Despite substantial advances in the acute management of stroke, it remains a leading cause of adult disability and mortality worldwide. Currently, the reperfusion modalities thrombolysis and thrombectomy benefit only a fraction of patients in the hyperacute phase of ischemic stroke. Thus, with the exception of vagal nerve stimulation combined with intensive physical therapy, there are no approved neuroprotective/neurorestorative therapies for stroke survivors.
Stem cell therapy is a promising treatment for stroke patients and has been the focus of an increasing number of clinical trials over the past two decades. We provide a comprehensive overview of stem cell therapies available to stroke patients, focusing on the different types and doses of stem cells, timing and route of administration, patient selection, clinical outcomes, translational challenges, and future directions for the field. Information on ongoing and completed studies was retrieved from ClinicalTrials.gov
, PubMed, Google Scholar, ICTRP, and Scopus.

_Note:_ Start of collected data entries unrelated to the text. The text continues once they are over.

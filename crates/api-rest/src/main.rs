//! Server binary for the clinic portal REST API.
//!
//! # Environment Variables
//! - `CLINIC_ADDR`: listen address (default: "0.0.0.0:3000")
//! - `CLINIC_DATA_FILE`: consultation store path (default: "consultations.json")
//! - `CLINIC_STATIC_DIR`: static asset directory, served as the router
//!   fallback when it exists (default: "public")
//! - `OPENAI_API_KEY`: upstream completion API key; when unset the chat
//!   endpoint is disabled and answers 500
//! - `CLINIC_CHAT_MODEL`: upstream model (default: "gpt-3.5-turbo")

use api_rest::{router, AppState};
use clinic_chat::{CompletionClient, DEFAULT_MODEL};
use clinic_core::{config, ConsultationService, CoreConfig};
use clinic_types::NonEmptyText;
use std::path::Path;
use tower_http::services::ServeDir;
use tracing_subscriber::{layer::SubscriberExt, util::SubscriberInitExt};

#[tokio::main]
async fn main() -> anyhow::Result<()> {
    dotenvy::dotenv().ok();

    tracing_subscriber::registry()
        .with(
            tracing_subscriber::EnvFilter::from_default_env()
                .add_directive("api_rest=info".parse()?)
                .add_directive("clinic_core=info".parse()?)
                .add_directive("clinic_chat=info".parse()?),
        )
        .with(tracing_subscriber::fmt::layer())
        .init();

    let addr = std::env::var("CLINIC_ADDR").unwrap_or_else(|_| "0.0.0.0:3000".into());
    let data_file = config::resolve_data_file(std::env::var("CLINIC_DATA_FILE").ok());
    let cfg = CoreConfig::new(data_file);

    tracing::info!("++ Consultation store at {}", cfg.data_file().display());

    let consultations = ConsultationService::new(&cfg);
    let chat = build_chat_client()?;

    let app = router(AppState {
        consultations,
        chat,
    });

    // Serve the browser frontend when a static directory is present,
    // mirroring the portal's original deployment layout.
    let static_dir = std::env::var("CLINIC_STATIC_DIR").unwrap_or_else(|_| "public".into());
    let app = if Path::new(&static_dir).is_dir() {
        tracing::info!("++ Serving static assets from {static_dir}");
        app.fallback_service(ServeDir::new(&static_dir))
    } else {
        app
    };

    tracing::info!("++ Starting clinic REST on {addr}");
    let listener = tokio::net::TcpListener::bind(&addr).await?;
    axum::serve(listener, app).await?;

    Ok(())
}

/// Builds the upstream completion client, or `None` when no API key is
/// configured (the chat endpoint then reports itself unavailable).
fn build_chat_client() -> anyhow::Result<Option<CompletionClient>> {
    let Some(api_key) = std::env::var("OPENAI_API_KEY")
        .ok()
        .and_then(|key| NonEmptyText::new(key).ok())
    else {
        tracing::warn!("OPENAI_API_KEY is not set; /api/chat will be unavailable");
        return Ok(None);
    };

    let model = match std::env::var("CLINIC_CHAT_MODEL")
        .ok()
        .and_then(|model| NonEmptyText::new(model).ok())
    {
        Some(model) => model,
        None => NonEmptyText::new(DEFAULT_MODEL)?,
    };

    tracing::info!("++ Chat proxy enabled (model: {model})");
    Ok(Some(CompletionClient::new(&api_key, &model)?))
}
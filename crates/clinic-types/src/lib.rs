//! Small validated text primitives shared across the clinic crates.

use serde::{Deserialize, Serialize};

/// Error returned when constructing a [`NonEmptyText`] from blank input.
#[derive(Debug, thiserror::Error)]
#[error("text must contain at least one non-whitespace character")]
pub struct EmptyText;

/// A string that is guaranteed to hold visible content.
///
/// Input is trimmed on construction; configuration values such as an upstream
/// API key or model name must never be blank, and this type makes that
/// impossible to represent.
#[derive(Debug, Clone, PartialEq, Eq, Serialize, Deserialize)]
#[serde(try_from = "String", into = "String")]
pub struct NonEmptyText(String);

impl NonEmptyText {
    /// Trims `input` and wraps it, rejecting empty or whitespace-only text.
    pub fn new(input: impl AsRef<str>) -> Result<Self, EmptyText> {
        let trimmed = input.as_ref().trim();
        if trimmed.is_empty() {
            return Err(EmptyText);
        }
        Ok(Self(trimmed.to_owned()))
    }

    pub fn as_str(&self) -> &str {
        &self.0
    }

    /// Consumes the wrapper and returns the inner string.
    pub fn into_inner(self) -> String {
        self.0
    }
}

impl std::fmt::Display for NonEmptyText {
    fn fmt(&self, f: &mut std::fmt::Formatter<'_>) -> std::fmt::Result {
        f.write_str(&self.0)
    }
}

impl AsRef<str> for NonEmptyText {
    fn as_ref(&self) -> &str {
        &self.0
    }
}

impl TryFrom<String> for NonEmptyText {
    type Error = EmptyText;

    fn try_from(value: String) -> Result<Self, Self::Error> {
        NonEmptyText::new(value)
    }
}

impl From<NonEmptyText> for String {
    fn from(value: NonEmptyText) -> Self {
        value.0
    }
}

#[cfg(test)]
mod tests {
    use super::*;

    #[test]
    fn trims_surrounding_whitespace() {
        let text = NonEmptyText::new("  sk-test-key \n").unwrap();
        assert_eq!(text.as_str(), "sk-test-key");
    }

    #[test]
    fn rejects_blank_input() {
        assert!(NonEmptyText::new("").is_err());
        assert!(NonEmptyText::new("   \t").is_err());
    }

    #[test]
    fn deserializes_through_validation() {
        let ok: NonEmptyText = serde_json::from_str("\"gpt-3.5-turbo\"").unwrap();
        assert_eq!(ok.as_str(), "gpt-3.5-turbo");

        let blank = serde_json::from_str::<NonEmptyText>("\" \"");
        assert!(blank.is_err());
    }
}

Autologous bone marrow-derived mononuclear cells (BMMNCs) are the most used, followed by autologous bone marrow stromal cells. IV therapy is typically applied in acute to subacute phases, while IT or IC routes are utilized in chronic phases. Although early-phase trials (Phase I/II) indicate strong safety and tolerability, definitive clinical effectiveness has yet to be unequivocally proven. Cochrane meta-analyses show NIH Stroke Scale improvements, though studies often have high bias and small sample sizes.
Larger randomized, double-blind, placebo-controlled trials are ongoing to refine stem cell transplantation protocols, addressing cell type and source, dosage, timing, patient selection, the potential for combination therapies, and clinical efficacy.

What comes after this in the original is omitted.